==== DATA TO EXAMINE ====

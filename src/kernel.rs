use std::collections::BTreeMap;

use bitflags::bitflags;

use crate::linearize::Error;
use crate::ops::LazyOp;
use crate::shape::{self, strides_for_shape, ShapeTracker};
use crate::sym::SymNode;
use crate::uop::{DType, Val, WmmaTarget};

bitflags! {
    /// Capabilities of the lowering target.
    #[derive(Debug, Clone, Copy, PartialEq, Eq, Default)]
    pub struct TargetFlags: u8 {
        /// Hardware-provided global/local thread indices (`SPECIAL` uops)
        const HAS_LOCAL = 1;
        /// Keep hardware indices but never touch shared memory
        const DONT_USE_LOCALS = 1 << 1;
        /// Lower eligible reduces through `WMMA`
        const TENSOR_CORES = 1 << 2;
    }
}

/// Lowering target device tag.
#[derive(Debug, Clone, Copy, PartialEq, Eq, Default)]
pub enum Device {
    #[default]
    Cpu,
    Cuda,
    Metal,
    Hip,
}

impl Device {
    /// The matching `WMMA` target, for devices that have one.
    #[must_use]
    pub fn wmma_target(self) -> Option<WmmaTarget> {
        match self {
            Self::Metal => Some(WmmaTarget::Metal),
            Self::Hip => Some(WmmaTarget::Hip),
            Self::Cpu | Self::Cuda => None,
        }
    }
}

/// One slot of the kernel's buffer list.
#[derive(Debug, Clone, PartialEq)]
pub enum Buffer {
    /// External memory buffer with a stable index
    Mem { idx: usize, dtype: DType },
    /// Scalar folded into loads
    Const { val: Val, dtype: DType },
    /// Shared-memory staging region
    Local { name: String, size: i64 },
}

impl Buffer {
    #[must_use]
    pub fn dtype(&self) -> DType {
        match self {
            Self::Mem { dtype, .. } | Self::Const { dtype, .. } => *dtype,
            Self::Local { .. } => DType::FLOAT32,
        }
    }

    #[must_use]
    pub fn is_local(&self) -> bool {
        matches!(self, Self::Local { .. })
    }
}

/// Caller-decided pieces of a [`Kernel`]: the axis partition, target
/// capabilities and any free symbolic variables.
#[derive(Debug, Clone, Default)]
pub struct KernelOpts {
    pub global_dims: usize,
    pub local_dims: usize,
    /// Sizes of the reduce axes parallelized across a workgroup
    pub group_for_reduce: Vec<i64>,
    /// Trailing axes that are fully unrolled
    pub upcasted: usize,
    pub flags: TargetFlags,
    pub device: Device,
    /// Free symbolic variables referenced by the schedule
    pub var_vals: Vec<SymNode>,
}

/// Everything the linearizer needs to know about the kernel being
/// lowered: buffers with their trackers, the axis partition, and target
/// capabilities. Read-only during lowering except for the mid-reduce
/// upcast step, which reshapes the partition in place.
#[derive(Debug, Clone)]
pub struct Kernel {
    pub ast: LazyOp,
    pub bufs: Vec<Buffer>,
    pub sts: Vec<ShapeTracker>,
    pub global_dims: usize,
    pub local_dims: usize,
    pub group_for_reduce: Vec<i64>,
    pub upcasted: usize,
    pub flags: TargetFlags,
    pub device: Device,
    pub var_vals: Vec<SymNode>,
    /// Buffer slot of the shared-memory copy of an input, by input slot
    pub local_alias: BTreeMap<usize, usize>,
    /// Leading local indices skipped when matching staging indices
    pub exclude_local_upcast: usize,
    pub reverse_upcast_dir: bool,
    full_buf_index: usize,
    earlybufs: Vec<usize>,
}

impl Kernel {
    pub fn new(
        ast: LazyOp,
        bufs: Vec<Buffer>,
        sts: Vec<ShapeTracker>,
        opts: KernelOpts,
    ) -> Result<Self, Error> {
        if bufs.len() != sts.len() {
            return Err(Error::ShapeMismatch {
                expected: bufs.len(),
                got: sts.len(),
            });
        }
        if bufs.is_empty() {
            return Err(Error::MalformedAst("kernel has no buffers"));
        }
        let shape_len = sts[0].shape().len();
        for st in &sts {
            if st.shape().len() != shape_len {
                return Err(Error::ShapeMismatch {
                    expected: shape_len,
                    got: st.shape().len(),
                });
            }
        }
        match &ast {
            LazyOp::Store(0, _) => {}
            LazyOp::Store(..) => {
                return Err(Error::MalformedAst("output store must target buffer 0"));
            }
            _ => return Err(Error::MalformedAst("ast root must be a store")),
        }
        for slot in ast.loaded_slots() {
            if slot >= bufs.len() {
                return Err(Error::MalformedAst("load references an unknown buffer slot"));
            }
        }
        if let Some(LazyOp::Reduce(_, src)) = ast.reduce_node() {
            if src.reduce_node().is_some() {
                return Err(Error::MalformedAst("nested reduce"));
            }
        }
        let mut full_buf_index = 0;
        for (i, st) in sts.iter().enumerate() {
            if st.size() > sts[full_buf_index].size() {
                full_buf_index = i;
            }
        }
        let full_shape = sts[full_buf_index].shape().to_vec();

        let first_reduce = opts.global_dims + opts.local_dims;
        let tail = first_reduce + opts.group_for_reduce.len() + opts.upcasted;
        if tail > shape_len {
            return Err(Error::ShapeMismatch {
                expected: shape_len,
                got: tail,
            });
        }
        for (k, &size) in opts.group_for_reduce.iter().enumerate() {
            if full_shape[first_reduce + k] != size {
                return Err(Error::ShapeMismatch {
                    expected: full_shape[first_reduce + k] as usize,
                    got: size as usize,
                });
            }
        }
        for &s in &full_shape[shape_len - opts.upcasted..] {
            if !matches!(s, 1 | 2 | 4) {
                return Err(Error::ShapeMismatch {
                    expected: 4,
                    got: s as usize,
                });
            }
        }
        let reduce_axes = shape_len - opts.upcasted - opts.group_for_reduce.len() - first_reduce;
        if ast.reduce_node().is_none() && (reduce_axes != 0 || !opts.group_for_reduce.is_empty()) {
            return Err(Error::MalformedAst("reduce axes without a reduce op"));
        }

        let earlybufs = match ast.reduce_node() {
            Some(node) => node.loaded_slots(),
            None => Vec::new(),
        };
        Ok(Self {
            ast,
            bufs,
            sts,
            global_dims: opts.global_dims,
            local_dims: opts.local_dims,
            group_for_reduce: opts.group_for_reduce,
            upcasted: opts.upcasted,
            flags: opts.flags,
            device: opts.device,
            var_vals: opts.var_vals,
            local_alias: BTreeMap::new(),
            exclude_local_upcast: 0,
            reverse_upcast_dir: false,
            full_buf_index,
            earlybufs,
        })
    }

    #[must_use]
    pub fn shape_len(&self) -> usize {
        self.sts[0].shape().len()
    }

    /// Shape of the largest tracker; reduce axes keep their full size here.
    #[must_use]
    pub fn full_shape(&self) -> &[i64] {
        self.sts[self.full_buf_index].shape()
    }

    #[must_use]
    pub fn output_shape(&self) -> &[i64] {
        self.sts[0].shape()
    }

    /// First axis of the reduce region (group-for-reduce axes included).
    #[must_use]
    pub fn first_reduce(&self) -> usize {
        self.global_dims + self.local_dims
    }

    #[must_use]
    pub fn full_buf_index(&self) -> usize {
        self.full_buf_index
    }

    /// Input slots consumed by the reduce part of the AST.
    #[must_use]
    pub fn earlybufs(&self) -> &[usize] {
        &self.earlybufs
    }

    #[must_use]
    pub fn has_local(&self) -> bool {
        self.flags.contains(TargetFlags::HAS_LOCAL)
    }

    #[must_use]
    pub fn dont_use_locals(&self) -> bool {
        self.flags.contains(TargetFlags::DONT_USE_LOCALS)
    }

    #[must_use]
    pub fn use_tensor_cores(&self) -> bool {
        self.flags.contains(TargetFlags::TENSOR_CORES)
    }

    /// `(size, stride, reduced)` for each upcast axis of buffer `i`;
    /// `reduced` marks axes the output has already collapsed.
    #[must_use]
    pub fn upcasted_axis(&self, i: usize) -> Vec<(i64, i64, bool)> {
        let start = self.shape_len() - self.upcasted;
        let shape = &self.sts[i].shape()[start..];
        let strides = &self.sts[i].real_strides()[start..];
        let out = &self.output_shape()[start..];
        let full = &self.full_shape()[start..];
        shape
            .iter()
            .zip(strides)
            .zip(out.iter().zip(full))
            .map(|((&s, &st), (&o, &f))| (s, st, o != f))
            .collect()
    }

    /// Upcast axes of buffer `i` eligible for vector access: float
    /// buffers only, unit stride, more than one element.
    #[must_use]
    pub fn get_upcast_dim(&self, i: usize) -> Vec<usize> {
        if self.bufs[i].dtype().base() != DType::FLOAT32 {
            return Vec::new();
        }
        let start = self.shape_len() - self.upcasted;
        self.sts[i]
            .unit_stride_axes()
            .into_iter()
            .filter(|&x| x >= start && self.sts[i].shape()[x] > 1)
            .collect()
    }

    /// Accumulator indices for each enumerated upcast position of buffer
    /// `i`. Axes the output has collapsed share an accumulator.
    #[must_use]
    pub fn acc_offsets(&self, i: usize) -> Vec<usize> {
        if self.upcasted == 0 {
            return vec![0];
        }
        let mut rev = self.upcasted_axis(i);
        rev.reverse();
        let acc_shape: Vec<i64> = rev.iter().map(|&(s, _, r)| if r { 1 } else { s }).collect();
        let strides = strides_for_shape(&acc_shape);
        let acc_strides: Vec<i64> = strides
            .iter()
            .zip(&rev)
            .map(|(&st, &(_, _, r))| if r { 0 } else { st })
            .collect();
        let mut offs = vec![0i64];
        for (k, &(s, _, _)) in rev.iter().enumerate() {
            let mut next = Vec::with_capacity(offs.len() * s as usize);
            for &o in &offs {
                for y in 0..s {
                    next.push(o + y * acc_strides[k]);
                }
            }
            offs = next;
        }
        offs.into_iter().map(|o| o as usize).collect()
    }

    /// Group-for-reduce axes the output keeps at full size; these get
    /// upcast during the second reduce stage instead of reduced.
    #[must_use]
    pub fn upcast_in_mid_reduce_axes(&self) -> Vec<usize> {
        let first_reduce = self.first_reduce();
        (first_reduce..first_reduce + self.group_for_reduce.len())
            .filter(|&j| self.full_shape()[j] == self.output_shape()[j])
            .collect()
    }

    /// Apply a reshape and/or axis permutation to every tracker.
    pub fn reshape_and_permute(
        &mut self,
        new_shape: Option<&[i64]>,
        order: Option<&[usize]>,
    ) -> Result<(), shape::Error> {
        for st in &mut self.sts {
            if let Some(shape) = new_shape {
                st.reshape(shape)?;
            }
            if let Some(order) = order {
                st.permute(order);
            }
        }
        Ok(())
    }

    /// Move the last axis into the upcast region.
    pub fn upcast(&mut self) -> Result<(), Error> {
        let last = *self
            .full_shape()
            .last()
            .ok_or(Error::MalformedAst("upcast of zero-dim kernel"))?;
        if !matches!(last, 1 | 2 | 4) {
            return Err(Error::ShapeMismatch {
                expected: 4,
                got: last as usize,
            });
        }
        self.upcasted += 1;
        Ok(())
    }

    /// Register a shared-memory staging copy for input `i`, returning the
    /// new buffer slot.
    pub fn add_local_alias(&mut self, i: usize, st: ShapeTracker) -> Result<usize, Error> {
        if st.shape().len() != self.shape_len() {
            return Err(Error::ShapeMismatch {
                expected: self.shape_len(),
                got: st.shape().len(),
            });
        }
        let slot = self.bufs.len();
        self.bufs.push(Buffer::Local {
            name: format!("ldata{i}"),
            size: st.size(),
        });
        self.sts.push(st);
        self.local_alias.insert(i, slot);
        Ok(slot)
    }
}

====

◆ **TASK INSTRUCTIONS**: Above are the entries. Quote exactly the lines from the one bearing "the lowering target." through the one bearing "touch shared memory".

◆ **YOUR RESPONSE**:
    /// Capabilities of the lowering target.
    #[derive(Debug, Clone, Copy, PartialEq, Eq, Default)]
    pub struct TargetFlags: u8 {
        /// Hardware-provided global/local thread indices (`SPECIAL` uops)
        const HAS_LOCAL = 1;
        /// Keep hardware indices but never touch shared memory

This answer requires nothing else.